[BioPython] calculate F-Statistics from SNP data

Sun Oct 26 01:34:55 UTC 2008

I just want add on an extra comment explaining why I oppose doing an
individual object:

I have the following questions (and others) in my mind, which I don't
know the answer. I am not looking for answers to them, I am just
trying to illustrate the difficulty of the problem.

1. For a certain marker, do we store the genomic position of the
marker? Some (most) statistics don't use this information. For many
species this information is not even available. But for some
statistics this information is mandatory...
2. For a microsatellite do we store the motif and number of repeats or
the whole sequence? (see 4)
3. If one is interested in SNPs and one has the full sequences does
one store the full sequences or just the SNPs? If you store just the
SNPs then you cannot do sequence based analysis in the future (say
Tajima D). If you store everything then you are consuming memory and
cpu.
4. If one just wants to do frequency statistics (Fst), do you store
the marker or just the assign each one an ID and store the ID? It is
much cheaper to store an ID than a full sequence.

Populations
1. Support for landscape genetics? I mean geo-referentiation
2. Support for hierarchical population structure?
3. Do we cache statistics results on Population objects?

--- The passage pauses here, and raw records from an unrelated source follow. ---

//! Board configuration

use crate::types::{
    TokenKind, COLLAPSE_DELAY_MS, DEFAULT_BOARD_HEIGHT, DEFAULT_BOARD_WIDTH,
    DEFAULT_MIN_OFFER_CHAIN, DEFAULT_POOL_SIZE, DEFAULT_SCORE_STEP, DETECT_DELAY_MS,
    MAX_BOARD_DIM, MIN_BOARD_DIM, MIN_POOL_SIZE, REFILL_DELAY_MS,
};

/// Pauses inserted by [`Board::tick`](crate::Board::tick) before each phase.
///
/// Presentation only: [`Board::step`](crate::Board::step) ignores them and the
/// outcome of a cascade never depends on them.
#[derive(Debug, Clone, Copy, PartialEq, Eq)]
pub struct PhaseDelays {
    pub detect_ms: u32,
    pub collapse_ms: u32,
    pub refill_ms: u32,
}

impl PhaseDelays {
    /// No pauses at all
    pub const fn instant() -> Self {
        Self {
            detect_ms: 0,
            collapse_ms: 0,
            refill_ms: 0,
        }
    }
}

impl Default for PhaseDelays {
    fn default() -> Self {
        Self {
            detect_ms: DETECT_DELAY_MS,
            collapse_ms: COLLAPSE_DELAY_MS,
            refill_ms: REFILL_DELAY_MS,
        }
    }
}

#[derive(Debug, Clone, Copy, PartialEq, Eq)]
pub struct BoardConfig {
    pub width: u8,
    pub height: u8,
    /// Kinds drawn into the run's pool
    pub pool_size: usize,
    pub seed: u32,
    /// Score distance between milestone offers
    pub score_step: u32,
    /// Chain depth that triggers a chain offer
    pub min_offer_chain: u32,
    pub delays: PhaseDelays,
}

impl BoardConfig {
    pub fn with_seed(mut self, seed: u32) -> Self {
        self.seed = seed;
        self
    }

    pub fn with_size(mut self, width: u8, height: u8) -> Self {
        self.width = width;
        self.height = height;
        self
    }

    pub fn with_pool_size(mut self, pool_size: usize) -> Self {
        self.pool_size = pool_size;
        self
    }

    pub fn with_delays(mut self, delays: PhaseDelays) -> Self {
        self.delays = delays;
        self
    }

    /// Same config with dimensions and pool size clamped to the supported range
    pub fn normalized(mut self) -> Self {
        self.width = self.width.clamp(MIN_BOARD_DIM, MAX_BOARD_DIM);
        self.height = self.height.clamp(MIN_BOARD_DIM, MAX_BOARD_DIM);
        self.pool_size = self.pool_size.clamp(MIN_POOL_SIZE, TokenKind::ALL.len());
        self.score_step = self.score_step.max(1);
        self
    }
}

impl Default for BoardConfig {
    fn default() -> Self {
        Self {
            width: DEFAULT_BOARD_WIDTH,
            height: DEFAULT_BOARD_HEIGHT,
            pool_size: DEFAULT_POOL_SIZE,
            seed: 1,
            score_step: DEFAULT_SCORE_STEP,
            min_offer_chain: DEFAULT_MIN_OFFER_CHAIN,
            delays: PhaseDelays::default(),
        }
    }
}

Let me take your class marker:
class Marker:
  total_heterozygotes_count = 0
  total_population_count = 0
  total_Purines_count = 0 # this could be renamed, of course
  total_Pyrimidines_count = 0

How would this be useful for microsatellites? Why purines, and if my
marker is a protein? If it is a SNP I want to know the nucleotide? And
if I am studying proteins and I want to have the aminoacid?

Dont take me wrong, I have done this path. To solve my particular
problems is not very hard. To have a framework that is usable by
everybody, it is a damn hard problem. And we dont really need to solve
it (ok, it would be nice to do things to populations in general, that
I agree). But the fundamental is: read file, calculate statistics.
That doesnt need population and individual objects.

If we end up having too many formats a consolidation step might be
needed in the future (to avoid having 10 split_in_pops). That I agree.